“They bulldoze out to the country and put up houses on little loop-de-loop streets… Now the farm roads a four-lane that leads to the mall… Ghost of old buildings are haunting parking lots in the city of good neighbors that history forgot.” –Subdivisions, Ani Difranco
There’s something in the way we move; in the not so subtle way we cocoon ourselves in the metallic frame of an automobile; or within the fenced-off boundaries of our lawn; or in our sheltered “air-conditioned” square-footage. We build two-foot deep facade porches in honor of a bygone era of neighborliness, or none at all, just an underused welcome matt at the front door. There was a time when neighbors were essential to our survival, but in today’s face-based, electronic-technologic-automobile age, we can survive anywhere on the grid (as long as the grid is powered).
When we moved to the city, we saw “lawns” that were four by four squares of seeded dirt with privacy fences on either side leading to a detached garage. In some cases, your front “lawn,” was cared for by someone hired by the association. Like the front porch, these neighborhoods were facades entirely. There was nothing neighborly about them and this worried me.

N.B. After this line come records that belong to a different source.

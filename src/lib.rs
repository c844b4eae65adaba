//! quad_contour - structured-quad contour tracing (Mpl2005 state machine)
//!
//! A framework-independent port of the classical edge-based, two-pass
//! contour tracer for structured quadrilateral meshes: given a mesh of
//! `(x, y, z)` samples laid out on an `imax x jmax` grid, trace either a
//! single iso-level (line mode) or the filled region between two levels
//! (filled mode) into polygon paths.
//!
//! # Example
//!
//! ```ignore
//! use quad_contour::{Session, TraceConfig};
//!
//! let (imax, jmax) = (3, 3);
//! let mut x = Vec::new();
//! let mut y = Vec::new();
//! let mut z = Vec::new();
//! for j in 0..jmax {
//!     for i in 0..imax {
//!         x.push(i as f64);
//!         y.push(j as f64);
//!         z.push((i + j) as f64);
//!     }
//! }
//!
//! let mut session = Session::new(imax, jmax, x, y, z, None).unwrap();
//! let output = session.trace(2.0, None, &TraceConfig::new()).unwrap();
//! println!("traced {} part(s)", output.parts.len());
//! ```

pub mod constants;
pub mod driver;
pub mod error;
pub mod initializer;
pub mod mesh;
pub mod metrics;
pub mod region;
pub mod reorder;
pub mod session;
pub mod site;
pub mod state;
pub mod tracer;
pub mod types;

pub use error::ContourError;
pub use mesh::Mesh;
pub use session::Session;
pub use types::{LevelSide, Levels, LineType, PathCode, Part, Point, PointKind, RawPoint, Scalar, Subpath, TraceConfig, TraceOutput};
//! Output formatters for entity states.
//!
//! Each formatter turns one [`EntityState`] into one line of output.

pub mod json;
pub mod text;

use crate::entity::StateClass;
use crate::mac_address::MacAddress;
use crate::sensor::RuuvitagBluetoothSensorEntity;
use crate::sensor_data::{NativeValue, SensorDeviceClass};
use serde::Serialize;
use thiserror::Error;

pub use json::JsonFormatter;
pub use text::TextFormatter;

/// Errors returned by output formatters.
#[derive(Error, Debug)]
pub enum FormatError {
    #[error("failed to encode JSON: {0}")]
    Json(#[from] serde_json::Error),
}

/// The current state of one entity, ready to be written out.
#[derive(Debug, Clone, PartialEq, Serialize)]
pub struct EntityState {
    pub unique_id: String,
    pub address: MacAddress,
    pub device: String,
    pub name: String,
    pub state: NativeValue,
    #[serde(skip_serializing_if = "Option::is_none")]
    pub unit: Option<&'static str>,
    #[serde(skip_serializing_if = "Option::is_none")]
    pub device_class: Option<SensorDeviceClass>,
    #[serde(skip_serializing_if = "Option::is_none")]
    pub state_class: Option<StateClass>,
}

impl EntityState {
    /// Snapshot `entity`, or `None` if it has no value yet.
    pub fn from_entity(
        entity: &RuuvitagBluetoothSensorEntity,
        address: MacAddress,
        device: &str,
    ) -> Option<Self> {
        let state = entity.native_value()?;
        let description = entity.entity_description();
        Some(Self {
            unique_id: entity.unique_id().to_string(),
            address,
            device: device.to_string(),
            name: entity.name(),
            state,
            unit: description.native_unit_of_measurement,
            device_class: description.device_class,
            state_class: description.state_class,
        })
    }
}

/// Trait for formatting entity states into output lines.
pub trait OutputFormatter: Send + Sync {
    fn format(&self, state: &EntityState) -> Result<String, FormatError>;
}

/// Output formats selectable on the command line.
#[derive(Debug, Clone, Copy, Default, PartialEq, Eq, clap::ValueEnum)]
pub enum OutputFormat {
    /// `<device> <entity>: <value> <unit>`
    #[default]
    Text,
    /// One JSON object per line
    Json,
}

impl OutputFormat {
    pub fn formatter(&self) -> Box<dyn OutputFormatter> {
        match self {
            OutputFormat::Text => Box::new(TextFormatter),
            OutputFormat::Json => Box::new(JsonFormatter),
        }
    }
}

It also got me thinking about community. Here in Traverse City, amid huge economic downturn, our local cooperative food market is thriving. It’s not magic fairy dust, or calculated business savvy helping the co-op along, but rather smaller, sustainable practices which allow for community input and little outside influence. The co-op thrives because have taken not just the benefit, but also the responsibility of building on sound practices which reuse and recycle resources, involve the larger community and encourage people to shop locally. Many of our products are produced locally (eggs, milk, peanut butter, cheese, fruits and vegetables, etc) and sustained locally by families who shop at the co-op.

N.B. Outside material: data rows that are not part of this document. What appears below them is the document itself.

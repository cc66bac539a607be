//! BlueZ D-Bus backend for RuuviTag scanning.
//!
//! This backend uses the `bluer` crate to communicate with the BlueZ daemon
//! via D-Bus. It requires the `bluetoothd` daemon to be running.

use super::{
    ADVERTISEMENT_CHANNEL_BUFFER_SIZE, Advertisement, MANUFACTURER_DATA_TYPE,
    RUUVI_MANUFACTURER_ID, RUUVI_MANUFACTURER_ID_BYTES, ScanError,
};
use crate::mac_address::MacAddress;
use bluer::monitor::{Monitor, MonitorEvent, Pattern};
use bluer::{Adapter, Address, Session};
use futures::StreamExt;
use tokio::sync::mpsc;

impl From<bluer::Error> for ScanError {
    fn from(err: bluer::Error) -> Self {
        ScanError::Bluetooth(err.to_string())
    }
}

/// Start a passive scan for RuuviTag advertisements.
///
/// Advertisements are forwarded through the returned channel until the
/// receiver is dropped.
pub async fn start_scan() -> Result<mpsc::Receiver<Advertisement>, ScanError> {
    let session = Session::new().await?;
    let adapter = session.default_adapter().await?;
    adapter.set_powered(true).await?;
    tracing::info!(adapter = %adapter.name(), "scanning for RuuviTags");

    let (tx, rx) = mpsc::channel(ADVERTISEMENT_CHANNEL_BUFFER_SIZE);

    let pattern = Pattern {
        data_type: MANUFACTURER_DATA_TYPE,
        start_position: 0,
        content: RUUVI_MANUFACTURER_ID_BYTES.to_vec(),
    };

    let monitor_manager = adapter.monitor().await?;
    let mut monitor_handle = monitor_manager
        .register(Monitor {
            patterns: Some(vec![pattern]),
            ..Default::default()
        })
        .await?;

    // The task owns all Bluetooth state so the monitor stays registered.
    tokio::spawn(async move {
        let _session = session;
        let _monitor_manager = monitor_manager;

        while let Some(event) = monitor_handle.next().await {
            let MonitorEvent::DeviceFound(device_id) = event else {
                continue;
            };
            match read_advertisement(&adapter, device_id.device).await {
                Ok(Some(advertisement)) => {
                    if tx.send(advertisement).await.is_err() {
                        break;
                    }
                }
                Ok(None) => {}
                Err(error) => tracing::debug!(%error, "failed to read advertisement"),
            }
        }
    });

    Ok(rx)
}

/// Read the Ruuvi manufacturer data of a discovered device, if it has any.
async fn read_advertisement(
    adapter: &Adapter,
    address: Address,
) -> Result<Option<Advertisement>, ScanError> {
    let device = adapter.device(address)?;

    let Some(mut manufacturer_data) = device.manufacturer_data().await? else {
        return Ok(None);
    };
    let Some(ruuvi_data) = manufacturer_data.remove(&RUUVI_MANUFACTURER_ID) else {
        return Ok(None);
    };

    Ok(Some(Advertisement {
        mac: MacAddress::from(address),
        rssi: device.rssi().await?,
        manufacturer_data: ruuvi_data,
    }))
}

It’s not just the food that keeps the co-op going, it’s an environment that builds community – and an invitation to share ideas. When you get a group of locals together (no matter where you live), and ask them how things within their community can be made better, you’ve set in motion an action that will follow through to results. City planners today consider the long-term impact of their architecture, green spaces and markets. Today we are considering not only the open spaces we treasure, but also what edible plants may be added to increase potential output for all those who share the space.
It’s time we step back and take the time to honor our individualism, but maybe not to the same degree we have these last fifty years. Maybe it’s time we realize we’re all in this together and that no one truly owns the space beneath their feet, but borrows it from another.